I think my career as an independent songwriter is better here too. It can be a sacrifice to live away from the presumptive centers of great art. But it can also be an advantage in the internet age. If I’m fishing for concert bookings and publishing songs from my living room, does it really matter where my living room is?
The economics point me north as well. It’s expensive in Juneau, sure, but I could never make rent in Seattle or New York. I’d be exiled to outer Queens with five roommates and two dayjobs, hours from the so-called scene and too exhausted to write. Artists are driven out these popular centers every day because the rent’s too damn high.
Then there’s the competition. New York and L.A. bristle with the conflicted energy of masses ready to be “discovered.” Artists working there share the same few venues and resources with thousands of other hopefuls, competing with neighbors for every time slot, audition, and audience member.
Once I went to SxSW, the famous music festival in Austin. In 2008 it was already overcrowded. Late at night I wandered Sixth Street, hearing different bands in every doorway and buskers on the sidewalk. The cacophony was magnificent and deafening.
It didn’t feel like me though. I was hungry, but not to be noticed by a record executive. I just wanted to make more music.
Imagine my dismay when something crunched under my foot: a CD. Someone else’s precious creation was lying in the street, and I’d stepped in it. I looked up the sidewalk and saw three more. I felt ill. I went home.
Bridget Milligan is the founder of Kodiak Coats in Juneau. She’s also the woman who popularized bellbottoms by tailoring them for Cher. Bridget is responsible for the best business advice I ever heard:
“Don’t fish where everyone else is fishing.”

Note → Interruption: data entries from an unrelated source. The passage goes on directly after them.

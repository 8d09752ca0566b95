use serde::{Deserialize, Serialize};
use utoipa::ToSchema;
use uuid::Uuid;

/// Caller identity resolved once per request.
///
/// `privileged` is decided by [`PrivilegePolicy`](super::PrivilegePolicy) when the
/// token is validated; downstream code reads the flag and never the role name.
#[derive(Debug, Clone, Serialize, Deserialize, ToSchema)]
pub struct AuthenticatedUser {
    pub member_id: Uuid,
    pub display_name: String,
    pub role: String,
    pub privileged: bool,
}

/// Claims carried by access tokens from the identity provider
#[derive(Debug, Clone, Serialize, Deserialize)]
pub struct AccessClaims {
    /// Member id (UUID)
    pub sub: String,
    #[serde(default)]
    pub name: Option<String>,
    pub role: String,
    pub exp: u64,
    #[serde(default, skip_serializing_if = "Option::is_none")]
    pub iss: Option<String>,
}
use utoipa::openapi::security::{HttpAuthScheme, HttpBuilder, SecurityScheme};
use utoipa::{Modify, OpenApi};

use crate::features::activity_reports::{dtos as reports_dtos, handlers as reports_handlers};
use crate::features::auth;
use crate::shared::types::{ApiResponse, Meta};

#[derive(OpenApi)]
#[openapi(
    paths(
        // Activity reports
        reports_handlers::activity_report_handler::get_own_report,
        reports_handlers::activity_report_handler::submit_report,
        reports_handlers::activity_report_handler::get_period_roster,
        reports_handlers::activity_report_handler::get_annual_history,
        // Submission monitoring
        reports_handlers::submission_status_handler::get_submission_status,
    ),
    components(
        schemas(
            // Shared
            Meta,
            // Auth
            auth::model::AuthenticatedUser,
            // Activity reports
            reports_dtos::SubmitActivityReportDto,
            reports_dtos::ActivityReportDto,
            reports_dtos::CaseTotalsDto,
            reports_dtos::RosterEntryDto,
            reports_dtos::PeriodRosterDto,
            reports_dtos::HistoryScopeDto,
            reports_dtos::MonthlyHistoryRowDto,
            reports_dtos::AnnualHistoryDto,
            ApiResponse<reports_dtos::ActivityReportDto>,
            ApiResponse<reports_dtos::PeriodRosterDto>,
            ApiResponse<reports_dtos::AnnualHistoryDto>,
            // Submission monitoring
            reports_dtos::SubmissionStatus,
            reports_dtos::MemberSubmissionDto,
            reports_dtos::SubmissionOverviewDto,
            ApiResponse<reports_dtos::SubmissionOverviewDto>,
        )
    ),
    tags(
        (name = "activity-reports", description = "Monthly COLIH activity reports and submission monitoring"),
    ),
    modifiers(&SecurityAddon),
    info(
        title = "COLIH API",
        version = "0.1.0",
        description = "API documentation for COLIH activity reports",
    )
)]
pub struct ApiDoc;

/// Adds Bearer JWT security scheme to OpenAPI spec
struct SecurityAddon;

impl Modify for SecurityAddon {
    fn modify(&self, openapi: &mut utoipa::openapi::OpenApi) {
        if let Some(components) = openapi.components.as_mut() {
            components.add_security_scheme(
                "bearer_auth",
                SecurityScheme::Http(
                    HttpBuilder::new()
                        .scheme(HttpAuthScheme::Bearer)
                        .bearer_format("JWT")
                        .build(),
                ),
            );
        }
    }
}

/// Modifier to override OpenAPI info from config
pub struct SwaggerInfoModifier {
    pub title: String,
    pub version: String,
    pub description: String,
}

impl Modify for SwaggerInfoModifier {
    fn modify(&self, openapi: &mut utoipa::openapi::OpenApi) {
        openapi.info.title = self.title.clone();
        openapi.info.version = self.version.clone();
        openapi.info.description = Some(self.description.clone());
    }
}

#[cfg(test)]
mod tests {
    use super::*;

    #[test]
    fn test_document_lists_report_paths() {
        let doc = ApiDoc::openapi();

        for path in [
            "/api/activity-reports/own",
            "/api/activity-reports/own/{period}",
            "/api/activity-reports/roster",
            "/api/activity-reports/history",
            "/api/activity-reports/submissions",
        ] {
            assert!(doc.paths.paths.contains_key(path), "missing {path}");
        }

        let schemes = &doc.components.as_ref().unwrap().security_schemes;
        assert!(schemes.contains_key("bearer_auth"));
    }

    #[test]
    fn test_info_modifier_overrides_title() {
        let mut doc = ApiDoc::openapi();
        SwaggerInfoModifier {
            title: "Relatórios".to_string(),
            version: "2.0.0".to_string(),
            description: "docs".to_string(),
        }
        .modify(&mut doc);

        assert_eq!(doc.info.title, "Relatórios");
        assert_eq!(doc.info.description.as_deref(), Some("docs"));
    }
}
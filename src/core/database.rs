use crate::core::config::DatabaseConfig;
use sqlx::{postgres::PgPoolOptions, PgPool};
use std::time::Duration;

pub async fn create_pool(config: &DatabaseConfig) -> Result<PgPool, sqlx::Error> {
    PgPoolOptions::new()
        .max_connections(config.max_connections)
        .min_connections(config.min_connections)
        .acquire_timeout(Duration::from_secs(config.acquire_timeout_secs))
        .idle_timeout(Duration::from_secs(config.idle_timeout_secs))
        .max_lifetime(Duration::from_secs(config.max_lifetime_secs))
        .connect(&config.url)
        .await
}

/// Apply embedded migrations from `./migrations`
pub async fn run_migrations(pool: &PgPool) -> Result<(), sqlx::migrate::MigrateError> {
    sqlx::migrate!("./migrations").run(pool).await
}
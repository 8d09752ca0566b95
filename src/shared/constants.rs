// =============================================================================
// REMINDERS
// =============================================================================

/// Base of WhatsApp click-to-chat links
pub const WHATSAPP_BASE_URL: &str = "https://wa.me";

/// Greeting used when a member has no usable first name
pub const FALLBACK_FIRST_NAME: &str = "Irmão";
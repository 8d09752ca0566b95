use axum::{
    body::Body,
    extract::{rejection::JsonRejection, FromRequest, FromRequestParts, Query, Request},
    http::{request::Parts, StatusCode},
    response::{IntoResponse, Response},
    Json,
};
use serde::de::DeserializeOwned;

use crate::core::error::AppError;
use crate::features::auth::model::AuthenticatedUser;

/// JSON body extractor whose rejections use the `ApiResponse` envelope
pub struct AppJson<T>(pub T);

impl<T, S> FromRequest<S> for AppJson<T>
where
    T: DeserializeOwned,
    S: Send + Sync,
{
    type Rejection = AppJsonRejection;

    async fn from_request(req: Request<Body>, state: &S) -> Result<Self, Self::Rejection> {
        Json::<T>::from_request(req, state)
            .await
            .map(|Json(value)| Self(value))
            .map_err(AppJsonRejection)
    }
}

pub struct AppJsonRejection(JsonRejection);

impl IntoResponse for AppJsonRejection {
    fn into_response(self) -> Response {
        if self.0.status() == StatusCode::PAYLOAD_TOO_LARGE {
            return AppError::PayloadTooLarge(self.0.body_text()).into_response();
        }

        let message = match self.0 {
            JsonRejection::JsonDataError(err) => format!("Invalid JSON data: {}", err),
            JsonRejection::JsonSyntaxError(err) => format!("Invalid JSON syntax: {}", err),
            JsonRejection::MissingJsonContentType(err) => {
                format!("Missing JSON content type: {}", err)
            }
            _ => "Failed to parse JSON body".to_string(),
        };

        AppError::BadRequest(message).into_response()
    }
}

/// Query string extractor whose rejections use the `ApiResponse` envelope
pub struct AppQuery<T>(pub T);

impl<T, S> FromRequestParts<S> for AppQuery<T>
where
    T: DeserializeOwned,
    S: Send + Sync,
{
    type Rejection = AppError;

    async fn from_request_parts(parts: &mut Parts, state: &S) -> Result<Self, Self::Rejection> {
        Query::<T>::from_request_parts(parts, state)
            .await
            .map(|Query(value)| Self(value))
            .map_err(|rejection| {
                AppError::BadRequest(format!(
                    "Invalid query parameters: {}",
                    rejection.body_text()
                ))
            })
    }
}

/// The caller identity placed in request extensions by `auth_middleware`
impl<S> FromRequestParts<S> for AuthenticatedUser
where
    S: Send + Sync,
{
    type Rejection = AppError;

    async fn from_request_parts(parts: &mut Parts, _state: &S) -> Result<Self, Self::Rejection> {
        parts
            .extensions
            .get::<AuthenticatedUser>()
            .cloned()
            .ok_or_else(|| AppError::Unauthorized("Authentication required".to_string()))
    }
}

Nashville and New York are old friends now, I’ve stayed and played there so many nights. I adore Seattle and Austin, I’ve made albums in each. But I don’t live there or go to big music festivals. I see no promising path competing with hundreds of other songwriters.
Instead I embrace the different kind of Art Hustle that distance and geography demand. I fire up the laptop and find opportunities just as close here as they would be there. The money, the community, and the quality of life have all been better here in the place I love.
Love you, Marian! And I try to turn folks on to you, wherever I go. But how could you leave Anchorage after writing its namesake song, which brings tears to my eyes every time I hear it? Ah, but I too had to leave that town when rents became too expensive for me and my drums/vibes. Have moved to Moscow, Idaho, where I’m immersed in great musical community. Come visit anytime–although it is yet another place rife with amazing musicians–two universities with reputable music schools within ten miles of each other.